Sheppard met then-lawyer, now-Justice Records honcho, Randall Jamail at a Houston macrobiotics center where both Sheppard and Jamail's wife-to-be worked, and from there a friendship developed that led, Jamail says, both to the formation of Justice Records and to the company's only lifetime contract. At the time, says Sheppard, Jamail's interest in music leaned toward his own folky songwriting and singing -- a bent Sheppard kindly tried to discourage in favor of Jamail's production talents. As Sheppard tells the story, in 1989, 30 days after a conversation in which he gently convinced Jamail that not even voice lessons would be likely to salvage a singing career, Jamail leased the first offices of Justice Records. Jamail denies any singing aspirations; as he remembers it, what Sheppard talked him out of was continuing his legal career, though the fact remains that Jamail doesn't frequent the city's open mikes.

Appropriately enough, Sheppard's Viva Brazil CD was one of Justice's earliest products. Drawing on Sheppard's experiences performing in Brazil and featuring Sheppard's own Latin-tinged compositions, the disk was geared toward taking advantage of the lambada craze that didn't quite happen in the late '80s. In fact, a first pressing frighteningly named Viva Lambada was scrapped when Jamail got cold feet over the marketing cheese of the title.

Sheppard/Justice project number two, This-a-Way That-a-Way, was released in '91 and featured Sheppard's growing interest in fusion. Jamail brought in a cast of session players from around the country to support Sheppard's sound, but neglected to tell them much about the gig, aside from Sheppard's '60s stint with Benny Goodman. The session men apparently thought they were being flown to Houston to prop up an aging swing revivalist.

"The drummer brought just a light jazz kit and the guitarist didn't even have a wah-wah," Sheppard laughs. "They were totally unprepared for the modern fusion thing. They didn't know I was going to be a space cadet."

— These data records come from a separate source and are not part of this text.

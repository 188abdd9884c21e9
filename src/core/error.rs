use thiserror::Error;

#[derive(Debug, Error, PartialEq, Eq)]
pub enum ParseError {
    #[error("line {line}: module `{title}` opened before `{open}` was closed")]
    NestedModule {
        line: usize,
        title: String,
        open: String,
    },
    #[error("module `{title}` opened at line {line} is missing >>END_MODULE")]
    Unterminated { line: usize, title: String },
    #[error("line {line}: >>END_MODULE without an open module")]
    StrayEnd { line: usize },
    #[error("line {line}: unknown status `{status}` for module `{title}`")]
    BadStatus {
        line: usize,
        title: String,
        status: String,
    },
    #[error("line {line}: expected {expected} fields, found {found}")]
    RaggedRow {
        line: usize,
        expected: usize,
        found: usize,
    },
    #[error("line {line}: data row before any #header row")]
    MissingHeader { line: usize },
    #[error("column `{column}` not found")]
    NoSuchColumn { column: String },
    #[error("row {row}, column `{column}`: `{value}` is not a number")]
    NotNumeric {
        row: usize,
        column: String,
        value: String,
    },
}
pub mod args;
pub mod run;
pub mod engine;
pub mod error;
pub mod io;
pub mod model;
pub mod section;
pub mod table;
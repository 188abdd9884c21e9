//! SVG charts for the chartable report modules.

mod kmer;
mod lines;
mod quality;
pub mod svg;

use crate::core::model::Section;
use crate::core::table::Table;
use anyhow::{Context, Result};

pub const WIDTH: f64 = 800.0;
pub const HEIGHT: f64 = 450.0;

const PALETTE: [&str; 8] = [
    "#1f77b4", "#ff7f0e", "#2ca02c", "#d62728", "#9467bd", "#8c564b", "#e377c2", "#17becf",
];

/// Render the chart for `section`, or `None` when the section is tabular only.
pub fn render(section: Section, table: &Table) -> Result<Option<String>> {
    if !section.is_chartable() {
        return Ok(None);
    }
    if table.is_empty() {
        return Ok(Some(svg::simple_text_svg(
            section.title(),
            &[format!("No data ({})", table.status.as_str_lower())],
        )));
    }
    let svg = match section {
        Section::PerBaseSeqQual => quality::per_base_quality(table),
        Section::PerTileSeqQual => quality::per_tile_quality(table),
        Section::PerSeqQualScores => lines::per_seq_quality(table),
        Section::PerBaseSeqContent => lines::per_base_content(table),
        Section::PerSeqGcCont => lines::per_seq_gc(table),
        Section::PerBaseNCont => lines::per_base_n(table),
        Section::SeqDup => lines::duplication(table),
        Section::AdapCont => lines::adapter_content(table),
        Section::KmerCont => kmer::kmer_content(table),
        Section::SeqLenDist | Section::OverSeq => return Ok(None),
    }
    .with_context(|| format!("failed to chart {}", section.title()))?;
    Ok(Some(svg))
}

#[cfg(test)]
mod tests {
    use super::*;
    use crate::core::model::Status;

    fn empty(title: &str) -> Table {
        Table {
            title: title.into(),
            status: Status::Pass,
            meta: Vec::new(),
            header: vec!["Base".into(), "N-Count".into()],
            rows: Vec::new(),
        }
    }

    #[test]
    fn tabular_sections_have_no_chart() {
        let t = empty("Overrepresented sequences");
        assert!(render(Section::OverSeq, &t).unwrap().is_none());
        assert!(render(Section::SeqLenDist, &t).unwrap().is_none());
    }

    #[test]
    fn empty_table_renders_placeholder() {
        let svg = render(Section::PerBaseNCont, &empty("Per base N content"))
            .unwrap()
            .unwrap();
        assert!(svg.contains("No data (pass)"));
    }

    #[test]
    fn chart_errors_name_the_section() {
        let mut t = empty("Per base N content");
        t.rows.push(vec!["1".into(), "x".into()]);
        let err = render(Section::PerBaseNCont, &t).unwrap_err();
        assert!(format!("{err:#}").contains("failed to chart Per base N content"));
    }
}
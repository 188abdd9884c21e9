use anyhow::{Context, Result};
use std::collections::BTreeSet;
use std::fs::{self, File};
use std::io::{Read, Write};
use std::path::{Path, PathBuf};
use zip::write::SimpleFileOptions;
use zip::{CompressionMethod, ZipWriter};

/// Bundle the listed outputs of `dir` into `<parent>/<dir name>.zip`, rooted at `<dir name>/`.
///
/// `files` are `/`-separated paths relative to `dir`; nothing else under `dir` is archived.
pub fn write_zip(dir: &Path, files: &[String]) -> Result<PathBuf> {
    let root = dir
        .file_name()
        .and_then(|s| s.to_str())
        .map(|s| s.to_string())
        .context("output directory has no usable name")?;
    let parent = dir.parent().unwrap_or_else(|| Path::new("."));
    let zip_path = parent.join(format!("{}.zip", root));
    let tmp_path = parent.join(format!("{}.zip.tmp", root));

    let file = File::create(&tmp_path)
        .with_context(|| format!("failed to create {}", tmp_path.display()))?;
    let mut zip = ZipWriter::new(file);
    let result = write_zip_entries(&mut zip, dir, &root, files);

    match result.and_then(|_| zip.finish().with_context(|| "failed to finalize zip")) {
        Ok(_) => {
            fs::rename(&tmp_path, &zip_path)
                .with_context(|| format!("failed to move zip to {}", zip_path.display()))?;
            Ok(zip_path)
        }
        Err(e) => {
            let _ = fs::remove_file(&tmp_path);
            Err(e)
        }
    }
}

/// Entries are added in sorted order so archives are reproducible.
fn write_zip_entries(
    zip: &mut ZipWriter<File>,
    dir: &Path,
    root: &str,
    files: &[String],
) -> Result<()> {
    let epoch = zip::DateTime::from_date_and_time(1980, 1, 1, 0, 0, 0)
        .map_err(|e| anyhow::anyhow!("invalid zip timestamp: {e}"))?;
    let options = SimpleFileOptions::default()
        .compression_method(CompressionMethod::Deflated)
        .last_modified_time(epoch);

    zip.add_directory(format!("{}/", root), options)
        .with_context(|| "failed to add directory entry to zip")?;

    let files: BTreeSet<&str> = files.iter().map(String::as_str).collect();
    let mut dirs = BTreeSet::new();
    for name in files {
        if let Some((sub, _)) = name.rsplit_once('/')
            && dirs.insert(sub)
        {
            zip.add_directory(format!("{}/{}/", root, sub), options)
                .with_context(|| format!("failed to add {} to zip", sub))?;
        }
        let src_path = name.split('/').fold(dir.to_path_buf(), |p, c| p.join(c));
        let zip_path = format!("{}/{}", root, name);
        add_file(zip, &src_path, &zip_path, options)
            .with_context(|| format!("failed to add {} to zip", name))?;
    }
    Ok(())
}

fn add_file(
    zip: &mut ZipWriter<File>,
    src_path: &Path,
    zip_path: &str,
    options: SimpleFileOptions,
) -> Result<()> {
    let mut file =
        File::open(src_path).with_context(|| format!("failed to open {}", src_path.display()))?;
    zip.start_file(zip_path, options)?;
    let mut buf = [0u8; 8192];
    loop {
        let n = file.read(&mut buf)?;
        if n == 0 {
            break;
        }
        zip.write_all(&buf[..n])?;
    }
    Ok(())
}

#[cfg(test)]
mod tests {
    use super::*;
    use zip::ZipArchive;

    #[test]
    fn bundles_listed_outputs_only() {
        let tmp = tempfile::tempdir().unwrap();
        let out = tmp.path().join("run1");
        fs::create_dir_all(out.join("adap_cont")).unwrap();
        fs::create_dir_all(out.join("kmer_cont")).unwrap();
        fs::write(out.join("summary.txt"), "PASS\tAdapter Content\tx\n").unwrap();
        fs::write(out.join("adap_cont").join("adap_cont.csv"), "Position,A\n").unwrap();
        fs::write(out.join("adap_cont").join("adap_cont.txt"), ">>END_MODULE\n").unwrap();
        fs::write(out.join("kmer_cont").join("kmer_cont.csv"), "stale\n").unwrap();
        fs::write(out.join("reads.bam"), "not ours").unwrap();

        let files = [
            "summary.txt".to_string(),
            "adap_cont/adap_cont.txt".to_string(),
            "adap_cont/adap_cont.csv".to_string(),
        ];
        let zip_path = write_zip(&out, &files).unwrap();
        assert_eq!(zip_path, tmp.path().join("run1.zip"));
        assert!(!tmp.path().join("run1.zip.tmp").exists());

        let mut archive = ZipArchive::new(File::open(&zip_path).unwrap()).unwrap();
        let mut names: Vec<String> = archive.file_names().map(|s| s.to_string()).collect();
        names.sort();
        assert_eq!(
            names,
            [
                "run1/",
                "run1/adap_cont/",
                "run1/adap_cont/adap_cont.csv",
                "run1/adap_cont/adap_cont.txt",
                "run1/summary.txt"
            ]
        );
        let mut csv = String::new();
        archive
            .by_name("run1/adap_cont/adap_cont.csv")
            .unwrap()
            .read_to_string(&mut csv)
            .unwrap();
        assert_eq!(csv, "Position,A\n");
    }

    #[test]
    fn missing_listed_file_fails_and_leaves_no_temp() {
        let tmp = tempfile::tempdir().unwrap();
        let out = tmp.path().join("run2");
        fs::create_dir_all(&out).unwrap();
        let err = write_zip(&out, &["summary.txt".to_string()]).unwrap_err();
        assert!(format!("{err:#}").contains("failed to add summary.txt to zip"));
        assert!(!tmp.path().join("run2.zip.tmp").exists());
        assert!(!tmp.path().join("run2.zip").exists());
    }
}
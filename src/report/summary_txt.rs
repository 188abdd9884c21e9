use crate::core::section::RawSection;
use anyhow::{Context, Result};
use std::fs::File;
use std::io::{BufWriter, Write};
use std::path::Path;

/// FastQC-style `STATUS\tModule\tFilename` lines for the extracted modules.
pub fn write(path: &Path, sections: &[&RawSection], file_name: &str) -> Result<()> {
    let mut w = BufWriter::new(File::create(path).with_context(|| "create summary.txt failed")?);
    write_lines(&mut w, sections, file_name)?;
    w.flush()?;
    Ok(())
}

fn write_lines(w: &mut dyn Write, sections: &[&RawSection], file_name: &str) -> Result<()> {
    for s in sections {
        writeln!(w, "{}\t{}\t{}", s.status.as_str_upper(), s.title, file_name)?;
    }
    Ok(())
}
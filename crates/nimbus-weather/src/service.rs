//! Weather backend: resolve a location, fetch current conditions and the
//! forecast concurrently, and fold the forecast into daily summaries.

use chrono::Utc;
use nimbus_core::ForecastConfig;
use tracing::instrument;

use crate::aggregate::{DailyAggregator, TodayCutoff};
use crate::error::WeatherError;
use crate::geocode::resolve_city;
use crate::location::Geolocator;
use crate::provider::OpenWeatherClient;
use crate::types::{Coordinates, TemperatureUnit, WeatherReport};

#[derive(Debug, Clone)]
pub struct WeatherService {
    client: OpenWeatherClient,
    geolocator: Geolocator,
    forecast: ForecastConfig,
}

impl WeatherService {
    pub fn new(client: OpenWeatherClient, geolocator: Geolocator) -> Self {
        Self {
            client,
            geolocator,
            forecast: ForecastConfig::default(),
        }
    }

    pub fn with_forecast_config(mut self, forecast: ForecastConfig) -> Self {
        self.forecast = forecast;
        self
    }

    /// Report for a city name. Unresolvable names fail with `NotFound`.
    #[instrument(skip(self), level = "info")]
    pub async fn report_for_city(
        &self,
        city: &str,
        unit: TemperatureUnit,
    ) -> Result<WeatherReport, WeatherError> {
        let location = resolve_city(&self.client, city).await?;
        self.report_for_coordinates(location.coordinates, unit).await
    }

    /// Report for the device position.
    #[instrument(skip(self), level = "info")]
    pub async fn report_for_current_location(
        &self,
        unit: TemperatureUnit,
    ) -> Result<WeatherReport, WeatherError> {
        let coords = self.geolocator.locate().await?;
        self.report_for_coordinates(coords, unit).await
    }

    /// Both fetches must succeed; a failure in either fails the report.
    pub async fn report_for_coordinates(
        &self,
        coords: Coordinates,
        unit: TemperatureUnit,
    ) -> Result<WeatherReport, WeatherError> {
        let (current, forecast) = tokio::try_join!(
            self.client.current(coords, unit),
            self.client.forecast_samples(coords),
        )?;

        let outcome = self
            .aggregator(unit)
            .with_utc_offset(forecast.utc_offset)
            .aggregate(&forecast.samples);

        tracing::info!(
            "Forecast for {}: {} days from {} samples",
            current.city_name,
            outcome.window.len(),
            forecast.samples.len()
        );

        Ok(WeatherReport {
            current,
            forecast: outcome.window,
        })
    }

    fn aggregator(&self, unit: TemperatureUnit) -> DailyAggregator {
        let mut aggregator = DailyAggregator::new(unit).with_max_days(self.forecast.max_days);
        if let Some(hour) = self.forecast.exclude_today_after_hour {
            aggregator = aggregator.with_today_cutoff(TodayCutoff { hour }, Utc::now());
        }
        if let Some(min) = self.forecast.min_samples_per_day {
            aggregator = aggregator.with_min_samples_per_day(min);
        }
        aggregator
    }
}

#[cfg(test)]
mod tests {
    #![allow(clippy::unwrap_used, clippy::expect_used, clippy::panic)]

    use super::*;
    use wiremock::matchers::{method, path};
    use wiremock::{Mock, MockServer, ResponseTemplate};

    fn entry(dt: i64) -> serde_json::Value {
        serde_json::json!({
            "dt": dt,
            "main": { "temp": 280.0, "humidity": 80 },
            "weather": [{ "id": 500, "main": "Rain", "description": "light rain", "icon": "10d" }],
            "wind": { "speed": 6.0 },
            "pop": 0.6
        })
    }

    async fn mock_server(list: Vec<serde_json::Value>) -> MockServer {
        let server = MockServer::start().await;
        Mock::given(method("GET"))
            .and(path("/weather"))
            .respond_with(ResponseTemplate::new(200).set_body_json(serde_json::json!({
                "weather": [{ "id": 500, "main": "Rain", "description": "light rain", "icon": "10d" }],
                "main": { "temp": 280.0, "feels_like": 278.0, "temp_min": 279.0, "temp_max": 281.0, "humidity": 80 },
                "dt": 1_709_251_200,
                "name": "Bergen"
            })))
            .mount(&server)
            .await;
        Mock::given(method("GET"))
            .and(path("/forecast"))
            .respond_with(ResponseTemplate::new(200).set_body_json(serde_json::json!({
                "list": list,
                "city": { "timezone": 3600 }
            })))
            .mount(&server)
            .await;
        server
    }

    fn service(server: &MockServer, forecast: ForecastConfig) -> WeatherService {
        let client = OpenWeatherClient::new("test-key")
            .unwrap()
            .with_base_urls(&server.uri(), &server.uri());
        WeatherService::new(client, Geolocator::Unavailable).with_forecast_config(forecast)
    }

    #[tokio::test]
    async fn test_forecast_config_applied() {
        // One entry per day for six days, plus a second entry on the first day
        let start = 1_709_251_200;
        let mut list: Vec<_> = (0..6).map(|day| entry(start + day * 86_400)).collect();
        list.push(entry(start + 3 * 3_600));
        let server = mock_server(list).await;

        let forecast = ForecastConfig {
            max_days: 3,
            exclude_today_after_hour: None,
            min_samples_per_day: Some(2),
        };
        let report = service(&server, forecast)
            .report_for_coordinates(Coordinates::new(60.39, 5.32), TemperatureUnit::Celsius)
            .await
            .unwrap();

        assert_eq!(report.current.city_name, "Bergen");
        assert_eq!(report.forecast.len(), 1);
        assert_eq!(report.forecast.days()[0].temp_avg, 7);
    }

    #[tokio::test]
    async fn test_default_config_keeps_five_days() {
        let start = 1_709_251_200;
        let list: Vec<_> = (0..7).map(|day| entry(start + day * 86_400)).collect();
        let server = mock_server(list).await;

        let report = service(&server, ForecastConfig::default())
            .report_for_coordinates(Coordinates::new(60.39, 5.32), TemperatureUnit::Fahrenheit)
            .await
            .unwrap();

        assert_eq!(report.unit(), TemperatureUnit::Fahrenheit);
        assert_eq!(report.forecast.len(), 5);
        assert_eq!(report.current.temperature, 44);
    }

    #[tokio::test]
    async fn test_location_unavailable() {
        let server = mock_server(Vec::new()).await;
        let err = service(&server, ForecastConfig::default())
            .report_for_current_location(TemperatureUnit::Celsius)
            .await
            .unwrap_err();
        assert!(matches!(err, WeatherError::Location(_)));
    }
}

But despite the equipment shortage, the players' almost complete mutual unfamiliarity and the fact that the band went into the studio for two days with mere tunes and not so much as a single arrangement worked out beforehand, the This-a-Way That-a-Way session gelled into an eclectic and supremely listenable exercise in group interplay, with Sheppard's unflaggingly fluent vibe work providing the disk's highlights. Almost a year later, the same band assembled to do sessions for the as-yet-unreleased Points of View, long-shelved because of what Sheppard and Justice perceive as a downturn in the market for any contemporary jazz stronger than simpering. Points of View is now planned for release sometime in the spring of '95, and Sheppard says he's got another two CDs' worth of material from similar sessions that's yet to be edited.

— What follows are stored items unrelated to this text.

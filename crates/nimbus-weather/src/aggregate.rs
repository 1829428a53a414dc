//! Daily forecast aggregation.
//!
//! Reduces sub-daily forecast samples (three-hour steps from the provider) to
//! one [`DailySummary`] per calendar day.
//!
//! Days are keyed by the sample's date in the location's fixed UTC offset, or
//! in UTC when no offset is known. Every sample of one aggregation run uses the
//! same offset, and the weekday label is derived from the same date.
//!
//! Within a day the samples are put into a canonical order (timestamp first,
//! then every other field) before any reduction runs, so the output does not
//! depend on the order the provider delivered them in.
//!
//! Condition selection:
//! - the condition with the most samples wins
//! - ties go to the condition whose latest sample is latest
//! - if still tied, the condition declared later in [`WeatherCondition`] wins
//!
//! The description and icon come from the earliest sample carrying the winning
//! condition.

use std::cmp::Ordering;
use std::collections::BTreeMap;

use chrono::{DateTime, FixedOffset, NaiveDate, Offset, Timelike, Utc};

use crate::types::{DailySummary, ForecastWindow, RawSample, TemperatureUnit, WeatherCondition};
use crate::units::{convert, round_half_up};
pub use nimbus_core::MAX_FORECAST_DAYS;

/// Drop today's day group once the location-local clock reaches `hour`.
#[derive(Debug, Clone, Copy, PartialEq, Eq)]
pub struct TodayCutoff {
    pub hour: u32,
}

/// Result of one aggregation run.
#[derive(Debug, Clone, PartialEq)]
pub struct AggregationOutcome {
    pub window: ForecastWindow,
    /// Samples rejected for non-finite fields
    pub skipped: usize,
    /// Days removed by the today cutoff or the minimum sample count
    pub excluded_days: Vec<NaiveDate>,
}

/// Configurable daily aggregator. All options default to off.
#[derive(Debug, Clone)]
pub struct DailyAggregator {
    unit: TemperatureUnit,
    utc_offset: FixedOffset,
    max_days: usize,
    today_cutoff: Option<(TodayCutoff, DateTime<Utc>)>,
    min_samples_per_day: Option<usize>,
}

/// Aggregate with UTC day boundaries and no optional filters.
pub fn aggregate(samples: &[RawSample], unit: TemperatureUnit) -> ForecastWindow {
    DailyAggregator::new(unit).aggregate(samples).window
}

impl DailyAggregator {
    pub fn new(unit: TemperatureUnit) -> Self {
        Self {
            unit,
            utc_offset: Utc.fix(),
            max_days: MAX_FORECAST_DAYS,
            today_cutoff: None,
            min_samples_per_day: None,
        }
    }

    /// Group by calendar date at this offset instead of UTC.
    pub fn with_utc_offset(mut self, offset: FixedOffset) -> Self {
        self.utc_offset = offset;
        self
    }

    /// Keep at most `max_days` days, never more than [`MAX_FORECAST_DAYS`].
    pub fn with_max_days(mut self, max_days: usize) -> Self {
        self.max_days = max_days.min(MAX_FORECAST_DAYS);
        self
    }

    /// Exclude today when `now` (shifted to the location offset) is at or past the cutoff hour.
    pub fn with_today_cutoff(mut self, cutoff: TodayCutoff, now: DateTime<Utc>) -> Self {
        self.today_cutoff = Some((cutoff, now));
        self
    }

    /// Exclude days with fewer than `min` valid samples.
    pub fn with_min_samples_per_day(mut self, min: usize) -> Self {
        self.min_samples_per_day = Some(min);
        self
    }

    pub fn unit(&self) -> TemperatureUnit {
        self.unit
    }

    /// Calendar day a timestamp belongs to.
    pub fn day_key(&self, timestamp: DateTime<Utc>) -> NaiveDate {
        timestamp.with_timezone(&self.utc_offset).date_naive()
    }

    pub fn aggregate(&self, samples: &[RawSample]) -> AggregationOutcome {
        let mut skipped = 0;
        let mut groups: BTreeMap<NaiveDate, Vec<&RawSample>> = BTreeMap::new();

        for sample in samples {
            if !sample.is_valid() {
                skipped += 1;
                continue;
            }
            groups
                .entry(self.day_key(sample.timestamp))
                .or_default()
                .push(sample);
        }

        if skipped > 0 {
            tracing::warn!(
                skipped,
                total = samples.len(),
                "Skipped forecast samples with non-finite fields"
            );
        }

        let excluded_today = self.excluded_today();
        let mut excluded_days = Vec::new();
        let mut days = Vec::with_capacity(groups.len().min(self.max_days));

        for (date, mut group) in groups {
            if Some(date) == excluded_today {
                tracing::debug!(%date, "Excluding today after cutoff");
                excluded_days.push(date);
                continue;
            }
            if let Some(min) = self.min_samples_per_day {
                if group.len() < min {
                    tracing::debug!(%date, samples = group.len(), min, "Excluding sparse day");
                    excluded_days.push(date);
                    continue;
                }
            }
            if days.len() == self.max_days {
                break;
            }

            group.sort_by(|a, b| canonical_order(a, b));
            if let Some(summary) = self.summarize(date, &group) {
                days.push(summary);
            }
        }

        AggregationOutcome {
            window: ForecastWindow::new(self.unit, days),
            skipped,
            excluded_days,
        }
    }

    fn excluded_today(&self) -> Option<NaiveDate> {
        let (cutoff, now) = self.today_cutoff?;
        let local = now.with_timezone(&self.utc_offset);
        (local.hour() >= cutoff.hour).then(|| local.date_naive())
    }

    /// Reduce one non-empty, canonically ordered group.
    fn summarize(&self, date: NaiveDate, group: &[&RawSample]) -> Option<DailySummary> {
        let representative = representative_sample(group)?;
        let count = group.len() as f64;

        let mut temp_min = f64::INFINITY;
        let mut temp_max = f64::NEG_INFINITY;
        let mut temp_sum = 0.0;
        let mut humidity_sum = 0.0;
        let mut wind_sum = 0.0;
        let mut pop_max = f64::NEG_INFINITY;

        for sample in group {
            temp_min = temp_min.min(sample.temperature);
            temp_max = temp_max.max(sample.temperature);
            temp_sum += sample.temperature;
            humidity_sum += sample.humidity_percent;
            wind_sum += sample.wind_speed;
            pop_max = pop_max.max(sample.precipitation_probability);
        }

        // Summation error must not push the mean outside the observed range
        let temp_avg = (temp_sum / count).clamp(temp_min, temp_max);

        Some(DailySummary {
            calendar_date: date,
            day_label: date.format("%A").to_string(),
            temp_min: convert(temp_min, self.unit),
            temp_max: convert(temp_max, self.unit),
            temp_avg: convert(temp_avg, self.unit),
            condition: representative.condition,
            description: representative.description.clone(),
            icon_ref: representative.icon_ref.clone(),
            humidity_avg: round_half_up(humidity_sum / count).clamp(0.0, 100.0) as u8,
            wind_speed_avg: wind_sum / count,
            precipitation_probability_max: pop_max.clamp(0.0, 1.0),
        })
    }
}

#[derive(Debug)]
struct Tally<'a> {
    count: usize,
    latest: DateTime<Utc>,
    first: &'a RawSample,
}

/// Earliest sample of the dominant condition in a canonically ordered group.
fn representative_sample<'a>(group: &[&'a RawSample]) -> Option<&'a RawSample> {
    let mut tallies: BTreeMap<WeatherCondition, Tally<'a>> = BTreeMap::new();

    for &sample in group {
        tallies
            .entry(sample.condition)
            .and_modify(|tally| {
                tally.count += 1;
                tally.latest = tally.latest.max(sample.timestamp);
            })
            .or_insert(Tally {
                count: 1,
                latest: sample.timestamp,
                first: sample,
            });
    }

    tallies
        .iter()
        .max_by(|(cond_a, a), (cond_b, b)| {
            a.count
                .cmp(&b.count)
                .then(a.latest.cmp(&b.latest))
                .then(cond_a.cmp(cond_b))
        })
        .map(|(_, tally)| tally.first)
}

/// Total order over samples: timestamp, then every remaining field.
fn canonical_order(a: &RawSample, b: &RawSample) -> Ordering {
    a.timestamp
        .cmp(&b.timestamp)
        .then(a.condition.cmp(&b.condition))
        .then_with(|| a.description.cmp(&b.description))
        .then_with(|| a.icon_ref.cmp(&b.icon_ref))
        .then_with(|| a.temperature.total_cmp(&b.temperature))
        .then_with(|| a.humidity_percent.total_cmp(&b.humidity_percent))
        .then_with(|| a.wind_speed.total_cmp(&b.wind_speed))
        .then_with(|| {
            a.precipitation_probability
                .total_cmp(&b.precipitation_probability)
        })
}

"The fusion market right now is not really moving," says Sheppard. "It's not dead, but almost. There are no stations playing that kind of music. I don't care whether it comes out now or next year or the year after that, because it's not gonna be stale. It's good stuff. It's right on top of what's going on."

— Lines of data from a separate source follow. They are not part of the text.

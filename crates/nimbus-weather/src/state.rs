//! Observable dashboard state.
//!
//! Readers take cheap `Arc` snapshots; writers replace the snapshot whole. Each
//! request is stamped with a generation token and only the newest request may
//! commit, so a slow response can never overwrite a newer one.

use std::sync::Arc;

use parking_lot::RwLock;
use serde::Serialize;

use crate::error::WeatherError;
use crate::types::{CurrentWeather, ForecastWindow, TemperatureUnit, WeatherReport};

/// Everything the view layer renders.
#[derive(Debug, Clone, Default, PartialEq, Serialize)]
pub struct WeatherSnapshot {
    pub current: Option<CurrentWeather>,
    pub forecast: ForecastWindow,
    pub unit: TemperatureUnit,
    pub loading: bool,
    pub error: Option<String>,
}

/// Identifies one in-flight request.
#[derive(Debug, Clone, Copy, PartialEq, Eq)]
pub struct RequestToken(u64);

#[derive(Debug)]
struct Inner {
    snapshot: Arc<WeatherSnapshot>,
    generation: u64,
}

#[derive(Debug)]
pub struct WeatherStore {
    inner: RwLock<Inner>,
}

impl Default for WeatherStore {
    fn default() -> Self {
        Self::new(TemperatureUnit::default())
    }
}

impl WeatherStore {
    pub fn new(unit: TemperatureUnit) -> Self {
        Self {
            inner: RwLock::new(Inner {
                snapshot: Arc::new(WeatherSnapshot {
                    forecast: ForecastWindow::empty(unit),
                    unit,
                    ..WeatherSnapshot::default()
                }),
                generation: 0,
            }),
        }
    }

    pub fn snapshot(&self) -> Arc<WeatherSnapshot> {
        Arc::clone(&self.inner.read().snapshot)
    }

    pub fn unit(&self) -> TemperatureUnit {
        self.inner.read().snapshot.unit
    }

    /// Mark a new request in flight. Any earlier token becomes stale.
    pub fn begin_request(&self) -> RequestToken {
        let mut inner = self.inner.write();
        inner.generation += 1;
        let next = WeatherSnapshot {
            loading: true,
            error: None,
            ..(*inner.snapshot).clone()
        };
        inner.snapshot = Arc::new(next);
        RequestToken(inner.generation)
    }

    /// Commit a finished request. Returns false when the token is stale and
    /// the result was discarded.
    ///
    /// On success the report replaces the data, converted to the store's unit
    /// if it was toggled while the request was in flight. On failure the
    /// previous data stays and the error message is set.
    pub fn complete(
        &self,
        token: RequestToken,
        result: Result<WeatherReport, WeatherError>,
    ) -> bool {
        let mut inner = self.inner.write();
        if token.0 != inner.generation {
            tracing::debug!(
                stale = token.0,
                current = inner.generation,
                "Discarding superseded weather result"
            );
            return false;
        }

        let previous = &inner.snapshot;
        let next = match result {
            Ok(report) => {
                let report = report.into_unit(previous.unit);
                WeatherSnapshot {
                    current: Some(report.current),
                    forecast: report.forecast,
                    unit: previous.unit,
                    loading: false,
                    error: None,
                }
            }
            Err(e) => {
                tracing::warn!("Weather request failed: {}", e);
                WeatherSnapshot {
                    loading: false,
                    error: Some(e.user_message()),
                    ..(**previous).clone()
                }
            }
        };
        inner.snapshot = Arc::new(next);
        true
    }

    /// Switch units and convert the data already held. Returns the new unit.
    pub fn toggle_unit(&self) -> TemperatureUnit {
        let mut inner = self.inner.write();
        let previous = &inner.snapshot;
        let unit = previous.unit.toggle();
        let next = WeatherSnapshot {
            current: previous
                .current
                .as_ref()
                .map(|c| c.converted(previous.unit, unit)),
            forecast: previous.forecast.to_unit(unit),
            unit,
            loading: previous.loading,
            error: previous.error.clone(),
        };
        inner.snapshot = Arc::new(next);
        unit
    }

    pub fn clear_error(&self) {
        let mut inner = self.inner.write();
        if inner.snapshot.error.is_some() {
            let next = WeatherSnapshot {
                error: None,
                ..(*inner.snapshot).clone()
            };
            inner.snapshot = Arc::new(next);
        }
    }
}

But if the fusion market temporarily dried up on Sheppard's projects, it hasn't kept him from working. This past year he took over a series of now-defunct big-band gigs at Birraporetti's downtown location with a hand-picked 12-piece band that broke attendance records. "We were a big-band jazz band. All the other bands are nostalgia bands. We didn't do any Miller or Dorsey, more early Count Basie stuff, more blues-oriented with lots of solos."